U2OS cells stably expressing FokI endonuclease and the 263 constructs as previously described were gifted by Dr Roger Greenberg’s lab43,44. Treatment with 4-hydroxytamoxifen (4-OHT, Sigma-Aldrich cat #H7904) and Shield-1 (Cheminpharma cat #CIP-S1-0005) stabilizes the endonuclease and allows its nuclear transduction, where it will induce DSBs at the targeted fusion protein43,65. 265-expressing U2OS cells were seeded on glass coverslips 24 h prior to treatment with 2 μg/mL doxycycline (DOX, Sigma-Aldrich cat #D3072). DOX was left overnight to drive transcription at the reporter locus. Shield-1 and 4-OHT were then added to the cells at 1 and 2 μM, respectively. Six hours later, SHIELD/OHT were washed off the cultured cells, and DOX was replaced. Cells were left for 72 h to cycle freely and generate micronuclei, before either evaluating % cGAS+ MN by IF or verifying MN content with DNA FISH.

DNA fluorescence in situ hybridization (FISH)

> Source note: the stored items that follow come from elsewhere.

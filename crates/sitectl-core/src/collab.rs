// ── Collaborators ──
//
// Seams between the orchestrators and the work they delegate: progress
// output, bulk folder transfer, template packaging and the site update
// algorithm. Shipped implementations talk to the documents and sites REST
// APIs; tests and other front ends can substitute their own.

use std::path::{Path, PathBuf};
use std::sync::Mutex;

use async_trait::async_trait;
use tracing::{debug, warn};

use sitectl_api::{JobPoller, JobState, RestClient};

use crate::config::ServerConnection;
use crate::error::CoreError;

// ── Reporter ────────────────────────────────────────────────────────

/// Sink for the user-visible progress and error lines of a command.
pub trait Reporter: Send + Sync {
    /// A raw line, printed as given.
    fn info(&self, line: &str);

    /// A non-fatal error. Fatal errors travel as `CoreError` instead.
    fn error(&self, message: &str);

    /// A pipeline step, printed as ` - <message>`.
    fn step(&self, message: &str) {
        self.info(&format!(" - {message}"));
    }

    /// Progress of a background job.
    fn job(&self, state: &JobState) {
        if let JobState::Polling {
            percentage: Some(p),
            ..
        } = state
        {
            self.step(&format!("job in progress: {p}%"));
        }
    }
}

/// Collects lines in memory. Errors are stored with an `ERROR: ` prefix.
#[derive(Debug, Default)]
pub struct MemoryReporter {
    lines: Mutex<Vec<String>>,
}

impl MemoryReporter {
    pub fn new() -> Self {
        Self::default()
    }

    pub fn lines(&self) -> Vec<String> {
        self.lines.lock().map(|l| l.clone()).unwrap_or_default()
    }

    pub fn errors(&self) -> Vec<String> {
        self.lines()
            .into_iter()
            .filter(|l| l.starts_with("ERROR: "))
            .collect()
    }

    pub fn contains(&self, needle: &str) -> bool {
        self.lines().iter().any(|l| l.contains(needle))
    }

    fn push(&self, line: String) {
        if let Ok(mut lines) = self.lines.lock() {
            lines.push(line);
        }
    }
}

impl Reporter for MemoryReporter {
    fn info(&self, line: &str) {
        self.push(line.to_owned());
    }

    fn error(&self, message: &str) {
        self.push(format!("ERROR: {message}"));
    }
}

// ── Document transfer ───────────────────────────────────────────────

/// Bulk folder transfer against the documents store.
#[async_trait]
pub trait DocumentTransfer: Send + Sync {
    /// Upload `local` (the folder itself, not just its contents) under
    /// `parent_id`. Returns the id of the new remote folder.
    async fn upload_folder(&self, local: &Path, parent_id: &str) -> Result<String, CoreError>;

    /// Download the contents of `folder_id` into `local`, creating it.
    async fn download_folder(&self, folder_id: &str, local: &Path) -> Result<(), CoreError>;

    async fn delete_folder(&self, folder_id: &str) -> Result<(), CoreError>;
}

/// [`DocumentTransfer`] over the documents REST API.
pub struct RestDocuments {
    rest: RestClient,
}

impl RestDocuments {
    pub fn new(rest: RestClient) -> Self {
        Self { rest }
    }
}

#[async_trait]
impl DocumentTransfer for RestDocuments {
    async fn upload_folder(&self, local: &Path, parent_id: &str) -> Result<String, CoreError> {
        let name = local
            .file_name()
            .map(|n| n.to_string_lossy().into_owned())
            .ok_or_else(|| CoreError::validation(format!("{} has no name", local.display())))?;
        let root = self.rest.create_folder(parent_id, &name).await?;

        let mut pending = vec![(local.to_path_buf(), root.id.clone())];
        while let Some((dir, remote_id)) = pending.pop() {
            let mut entries = tokio::fs::read_dir(&dir).await?;
            while let Some(entry) = entries.next_entry().await? {
                let path = entry.path();
                let entry_name = entry.file_name().to_string_lossy().into_owned();
                if entry.file_type().await?.is_dir() {
                    let folder = self.rest.create_folder(&remote_id, &entry_name).await?;
                    pending.push((path, folder.id));
                } else {
                    debug!(file = %path.display(), "uploading");
                    self.rest.upload_file(&remote_id, &path).await?;
                }
            }
        }
        Ok(root.id)
    }

    async fn download_folder(&self, folder_id: &str, local: &Path) -> Result<(), CoreError> {
        let mut pending = vec![(folder_id.to_owned(), local.to_path_buf())];
        while let Some((remote_id, dir)) = pending.pop() {
            tokio::fs::create_dir_all(&dir).await?;
            for item in self.rest.folder_items(&remote_id).await? {
                let target = dir.join(&item.name);
                if item.is_folder() {
                    pending.push((item.id, target));
                } else {
                    debug!(file = %target.display(), "downloading");
                    let bytes = self.rest.download_file(&item.id).await?;
                    tokio::fs::write(&target, &bytes).await?;
                }
            }
        }
        Ok(())
    }

    async fn delete_folder(&self, folder_id: &str) -> Result<(), CoreError> {
        Ok(self.rest.delete_folder(folder_id).await?)
    }
}

// ── Template packaging ──────────────────────────────────────────────

/// Turns a site on one server into a template zip on local disk.
#[async_trait]
pub trait TemplatePackager: Send + Sync {
    async fn create_and_download(
        &self,
        source: &ServerConnection,
        template_name: &str,
        site_name: &str,
        dest_dir: &Path,
    ) -> Result<PathBuf, CoreError>;
}

/// [`TemplatePackager`] over the sites REST API: create a template from
/// the site, export it, download the zip and drop the remote copies.
#[derive(Debug, Default, Clone, Copy)]
pub struct RestTemplatePackager;

#[async_trait]
impl TemplatePackager for RestTemplatePackager {
    async fn create_and_download(
        &self,
        source: &ServerConnection,
        template_name: &str,
        site_name: &str,
        dest_dir: &Path,
    ) -> Result<PathBuf, CoreError> {
        let rest = source.rest_client()?;
        let submission = rest
            .create_template_from_site(template_name, site_name, true)
            .await?;
        if let Some(job_id) = submission.job_id {
            JobPoller::new(rest.poll_config())
                .await_job(&rest, &job_id, |_| {})
                .await?;
        }

        let template = rest
            .get_template(template_name, &[])
            .await?
            .ok_or_else(|| CoreError::not_found("template", template_name))?;
        let export = rest.export_template(&template.id).await?;
        let bytes = rest.download_file(&export.file.id).await?;

        tokio::fs::create_dir_all(dest_dir).await?;
        let path = dest_dir.join(format!("{template_name}.zip"));
        tokio::fs::write(&path, &bytes).await?;

        if let Err(e) = rest.delete_file(&export.file.id).await {
            warn!(file_id = %export.file.id, error = %e, "could not delete exported template file");
        }
        if let Err(e) = rest.delete_template(&template.id, true).await {
            warn!(template = template_name, error = %e, "could not delete source template");
        }
        Ok(path)
    }
}

// ── Site update ─────────────────────────────────────────────────────

/// Applies a template package to an existing site. No implementation
/// ships with this crate.
#[async_trait]
pub trait SiteUpdater: Send + Sync {
    async fn update_site(
        &self,
        dest: &ServerConnection,
        site_name: &str,
        template_zip: &Path,
    ) -> Result<(), CoreError>;
}

#[cfg(test)]
mod tests {
    use super::*;

    #[test]
    fn memory_reporter_prefixes_steps_and_errors() {
        let reporter = MemoryReporter::new();
        reporter.step("verify site");
        reporter.error("user bob does not exist");
        reporter.job(&JobState::Polling {
            attempt: 1,
            percentage: Some(40),
        });
        reporter.job(&JobState::Complete);

        assert_eq!(
            reporter.lines(),
            vec![
                " - verify site",
                "ERROR: user bob does not exist",
                " - job in progress: 40%"
            ]
        );
        assert_eq!(reporter.errors().len(), 1);
    }
}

Cells were seeded on glass coverslips 24 h prior to beginning FISH protocol. Cells on coverslips were washed three times in PBS, then fixed for 10 min at 4 °C with 2% paraformaldehyde in PBS. Cells were washed three times in PBS, then permeabilized for 10 min at 4 °C with 0.5% NP-40 solution. Cells were washed three times in PBS, then denatured in 50% formamide/2× sodium saline citrate (SSC) at 75 °C for 30 min. Cells were washed three times in PBS, then inverted onto a 5 μL droplet of hybridization buffer on a glass microscope slide. Hybridization buffer is composed of 50% formamide, 50% dextran, 20% SDS, 20X SSC, and 1 μL DNA FISH probe (CCA CTC CCT ATC AGT GAT AGA GAA AAG, tagged at the 3’ end with digoxigenin) per 5 μL hybridization buffer. Coverslips were sealed with CytoBond (SciGene cat #2020-00-2) and the slide was incubated at 75 °C for 10 min, then transferred to a humidified chamber to incubate at 37 °C overnight. CytoBond was then removed, and coverslips were lifted from the slide and submerged in 2× SSC. Cells on coverslips were rinsed once in 2× SSC, then washed three times with 50% formamide/2× SSC, incubating the coverslips at 37 °C for 5 min between each wash. Cells were rinsed once in PBS-T, then incubated in 3% BSA in PBS-T (blocking buffer) for 30 min at room temperature. After blocking, cells were incubated with an anti-DIG FITC-tagged probe (Millipore cat #1120774191) diluted 1:200 in a blocking buffer. Cells were incubated with the probe for 1 h at room temperature, then washed three times in PBS-T. Coverslips were then inverted onto a drop of Prolong Glass Antifade Mountant with NucBlue (DAPI) stain (Thermo Fisher Scientific, cat #P36981) on a microscope slide. Slides were imaged as described above for immunofluorescent microscopy.

Statistical analysis

Information regarding biological replicates, sample size, and statistical testing is supplied in figure legends.